[Saved entries]
****

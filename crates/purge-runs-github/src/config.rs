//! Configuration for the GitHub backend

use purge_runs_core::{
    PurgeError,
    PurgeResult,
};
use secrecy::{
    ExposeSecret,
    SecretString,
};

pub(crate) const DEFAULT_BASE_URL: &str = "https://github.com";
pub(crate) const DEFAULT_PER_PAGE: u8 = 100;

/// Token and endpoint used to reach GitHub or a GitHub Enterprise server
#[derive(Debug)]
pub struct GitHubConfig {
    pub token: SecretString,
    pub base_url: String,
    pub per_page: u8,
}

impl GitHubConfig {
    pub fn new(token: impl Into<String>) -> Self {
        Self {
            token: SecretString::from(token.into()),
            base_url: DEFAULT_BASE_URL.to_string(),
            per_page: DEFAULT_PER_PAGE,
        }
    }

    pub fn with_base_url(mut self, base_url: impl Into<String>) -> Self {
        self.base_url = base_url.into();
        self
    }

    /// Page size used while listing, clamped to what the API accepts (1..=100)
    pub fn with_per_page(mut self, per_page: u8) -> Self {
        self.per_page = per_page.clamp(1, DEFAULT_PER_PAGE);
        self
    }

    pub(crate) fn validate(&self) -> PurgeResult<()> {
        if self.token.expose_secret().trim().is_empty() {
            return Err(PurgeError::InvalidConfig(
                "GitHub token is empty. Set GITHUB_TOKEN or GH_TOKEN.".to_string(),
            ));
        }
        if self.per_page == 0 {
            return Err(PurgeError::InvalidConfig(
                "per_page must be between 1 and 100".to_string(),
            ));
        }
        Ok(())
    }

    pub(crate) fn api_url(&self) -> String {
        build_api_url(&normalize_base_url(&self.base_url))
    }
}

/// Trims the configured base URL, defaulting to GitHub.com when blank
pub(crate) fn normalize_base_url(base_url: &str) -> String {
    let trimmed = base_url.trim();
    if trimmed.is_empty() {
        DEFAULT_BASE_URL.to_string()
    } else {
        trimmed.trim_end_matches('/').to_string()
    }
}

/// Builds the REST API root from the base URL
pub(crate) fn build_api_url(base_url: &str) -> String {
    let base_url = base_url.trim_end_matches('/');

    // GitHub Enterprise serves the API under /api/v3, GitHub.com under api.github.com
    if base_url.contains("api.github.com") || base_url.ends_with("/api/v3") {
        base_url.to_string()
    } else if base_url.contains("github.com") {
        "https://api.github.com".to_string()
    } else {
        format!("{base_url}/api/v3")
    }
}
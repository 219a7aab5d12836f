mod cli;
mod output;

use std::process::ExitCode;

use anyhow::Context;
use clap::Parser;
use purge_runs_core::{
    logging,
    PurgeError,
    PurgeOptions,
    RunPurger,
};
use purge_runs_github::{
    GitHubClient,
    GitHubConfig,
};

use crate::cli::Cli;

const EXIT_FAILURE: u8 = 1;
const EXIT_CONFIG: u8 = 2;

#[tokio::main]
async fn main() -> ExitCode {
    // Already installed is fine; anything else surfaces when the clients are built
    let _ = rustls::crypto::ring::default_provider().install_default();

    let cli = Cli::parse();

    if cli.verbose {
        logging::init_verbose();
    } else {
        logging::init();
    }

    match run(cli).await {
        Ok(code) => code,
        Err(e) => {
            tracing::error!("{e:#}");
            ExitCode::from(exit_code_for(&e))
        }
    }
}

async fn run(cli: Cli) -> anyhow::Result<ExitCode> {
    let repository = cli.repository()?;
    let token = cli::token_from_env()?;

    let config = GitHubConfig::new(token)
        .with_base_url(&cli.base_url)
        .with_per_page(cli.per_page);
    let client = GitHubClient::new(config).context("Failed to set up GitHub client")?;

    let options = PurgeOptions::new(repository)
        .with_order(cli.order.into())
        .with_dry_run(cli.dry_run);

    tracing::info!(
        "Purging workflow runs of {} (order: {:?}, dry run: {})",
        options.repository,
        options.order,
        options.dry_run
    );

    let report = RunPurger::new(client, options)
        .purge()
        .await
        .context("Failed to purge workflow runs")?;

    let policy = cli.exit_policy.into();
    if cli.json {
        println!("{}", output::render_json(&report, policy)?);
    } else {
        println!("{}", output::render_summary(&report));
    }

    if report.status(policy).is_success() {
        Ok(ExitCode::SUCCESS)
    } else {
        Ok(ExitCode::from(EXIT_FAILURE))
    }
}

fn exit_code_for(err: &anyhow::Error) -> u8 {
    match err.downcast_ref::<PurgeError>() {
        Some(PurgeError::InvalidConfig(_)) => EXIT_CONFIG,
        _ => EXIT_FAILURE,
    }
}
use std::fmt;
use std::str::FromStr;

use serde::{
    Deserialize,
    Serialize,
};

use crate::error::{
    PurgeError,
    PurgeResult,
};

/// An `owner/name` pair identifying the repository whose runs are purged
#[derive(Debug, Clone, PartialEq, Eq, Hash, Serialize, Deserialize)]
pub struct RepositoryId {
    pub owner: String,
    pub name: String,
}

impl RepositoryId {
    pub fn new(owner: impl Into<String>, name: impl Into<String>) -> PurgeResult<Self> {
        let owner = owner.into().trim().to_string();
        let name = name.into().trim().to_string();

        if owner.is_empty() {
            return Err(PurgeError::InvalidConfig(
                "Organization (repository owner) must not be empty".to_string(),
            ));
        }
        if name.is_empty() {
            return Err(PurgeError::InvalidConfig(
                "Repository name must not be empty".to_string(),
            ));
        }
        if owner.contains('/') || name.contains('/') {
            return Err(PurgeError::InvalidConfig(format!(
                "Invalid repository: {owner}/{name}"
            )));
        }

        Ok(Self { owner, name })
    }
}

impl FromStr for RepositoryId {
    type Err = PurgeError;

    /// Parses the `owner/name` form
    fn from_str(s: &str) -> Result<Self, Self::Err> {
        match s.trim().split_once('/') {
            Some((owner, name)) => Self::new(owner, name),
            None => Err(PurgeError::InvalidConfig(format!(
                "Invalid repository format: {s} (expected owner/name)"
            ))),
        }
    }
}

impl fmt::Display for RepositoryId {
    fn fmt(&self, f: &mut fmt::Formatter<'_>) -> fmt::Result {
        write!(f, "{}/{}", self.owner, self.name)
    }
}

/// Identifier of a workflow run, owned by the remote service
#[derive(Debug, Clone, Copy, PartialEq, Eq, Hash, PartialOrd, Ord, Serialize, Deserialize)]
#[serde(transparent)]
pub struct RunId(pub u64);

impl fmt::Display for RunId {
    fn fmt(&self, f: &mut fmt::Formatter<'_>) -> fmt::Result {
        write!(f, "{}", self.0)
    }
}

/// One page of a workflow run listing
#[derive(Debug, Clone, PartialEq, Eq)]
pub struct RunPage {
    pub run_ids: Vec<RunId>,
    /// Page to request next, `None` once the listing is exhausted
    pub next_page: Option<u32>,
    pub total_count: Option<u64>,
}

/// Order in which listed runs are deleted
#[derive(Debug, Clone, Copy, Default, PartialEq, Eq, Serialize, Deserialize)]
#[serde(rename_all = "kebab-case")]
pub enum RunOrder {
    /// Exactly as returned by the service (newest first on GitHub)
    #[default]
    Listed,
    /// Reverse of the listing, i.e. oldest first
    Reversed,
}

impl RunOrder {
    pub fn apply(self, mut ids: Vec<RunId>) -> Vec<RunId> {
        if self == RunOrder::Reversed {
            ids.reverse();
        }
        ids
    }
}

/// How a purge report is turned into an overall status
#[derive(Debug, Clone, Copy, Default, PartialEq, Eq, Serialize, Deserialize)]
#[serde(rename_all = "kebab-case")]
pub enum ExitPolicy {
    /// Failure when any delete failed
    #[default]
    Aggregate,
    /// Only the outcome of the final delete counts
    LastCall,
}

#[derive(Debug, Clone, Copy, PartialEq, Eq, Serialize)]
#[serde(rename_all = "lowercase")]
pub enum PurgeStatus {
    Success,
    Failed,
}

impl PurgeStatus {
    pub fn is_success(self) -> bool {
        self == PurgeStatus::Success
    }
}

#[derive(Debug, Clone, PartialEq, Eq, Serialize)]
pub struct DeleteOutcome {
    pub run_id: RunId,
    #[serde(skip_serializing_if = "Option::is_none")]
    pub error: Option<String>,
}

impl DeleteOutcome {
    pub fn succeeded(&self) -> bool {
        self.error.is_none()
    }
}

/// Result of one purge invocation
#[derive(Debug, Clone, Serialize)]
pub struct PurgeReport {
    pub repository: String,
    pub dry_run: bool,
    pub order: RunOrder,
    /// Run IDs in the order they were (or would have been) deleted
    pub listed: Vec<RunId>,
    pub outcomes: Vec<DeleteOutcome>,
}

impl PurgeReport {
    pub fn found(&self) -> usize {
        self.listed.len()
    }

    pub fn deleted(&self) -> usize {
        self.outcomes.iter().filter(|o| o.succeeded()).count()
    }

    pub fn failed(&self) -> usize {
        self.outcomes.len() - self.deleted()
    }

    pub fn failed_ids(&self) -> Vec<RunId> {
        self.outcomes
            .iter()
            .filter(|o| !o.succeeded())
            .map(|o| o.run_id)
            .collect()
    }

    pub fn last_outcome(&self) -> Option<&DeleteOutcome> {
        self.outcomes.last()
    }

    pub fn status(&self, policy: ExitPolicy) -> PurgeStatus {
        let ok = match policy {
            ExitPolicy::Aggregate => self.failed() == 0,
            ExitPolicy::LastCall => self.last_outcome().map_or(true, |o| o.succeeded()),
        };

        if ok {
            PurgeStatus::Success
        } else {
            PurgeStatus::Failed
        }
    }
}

****

- To do: In the entries above, find the line with "clients are built" and the line with "pub struct RepositoryId", then set down exactly those two and every line between them, nothing else.

- Reply:
    // Already installed is fine; anything else surfaces when the clients are built
    let _ = rustls::crypto::ring::default_provider().install_default();

    let cli = Cli::parse();

    if cli.verbose {
        logging::init_verbose();
    } else {
        logging::init();
    }

    match run(cli).await {
        Ok(code) => code,
        Err(e) => {
            tracing::error!("{e:#}");
            ExitCode::from(exit_code_for(&e))
        }
    }
}

async fn run(cli: Cli) -> anyhow::Result<ExitCode> {
    let repository = cli.repository()?;
    let token = cli::token_from_env()?;

    let config = GitHubConfig::new(token)
        .with_base_url(&cli.base_url)
        .with_per_page(cli.per_page);
    let client = GitHubClient::new(config).context("Failed to set up GitHub client")?;

    let options = PurgeOptions::new(repository)
        .with_order(cli.order.into())
        .with_dry_run(cli.dry_run);

    tracing::info!(
        "Purging workflow runs of {} (order: {:?}, dry run: {})",
        options.repository,
        options.order,
        options.dry_run
    );

    let report = RunPurger::new(client, options)
        .purge()
        .await
        .context("Failed to purge workflow runs")?;

    let policy = cli.exit_policy.into();
    if cli.json {
        println!("{}", output::render_json(&report, policy)?);
    } else {
        println!("{}", output::render_summary(&report));
    }

    if report.status(policy).is_success() {
        Ok(ExitCode::SUCCESS)
    } else {
        Ok(ExitCode::from(EXIT_FAILURE))
    }
}

fn exit_code_for(err: &anyhow::Error) -> u8 {
    match err.downcast_ref::<PurgeError>() {
        Some(PurgeError::InvalidConfig(_)) => EXIT_CONFIG,
        _ => EXIT_FAILURE,
    }
}
use std::fmt;
use std::str::FromStr;

use serde::{
    Deserialize,
    Serialize,
};

use crate::error::{
    PurgeError,
    PurgeResult,
};

/// An `owner/name` pair identifying the repository whose runs are purged
#[derive(Debug, Clone, PartialEq, Eq, Hash, Serialize, Deserialize)]
pub struct RepositoryId {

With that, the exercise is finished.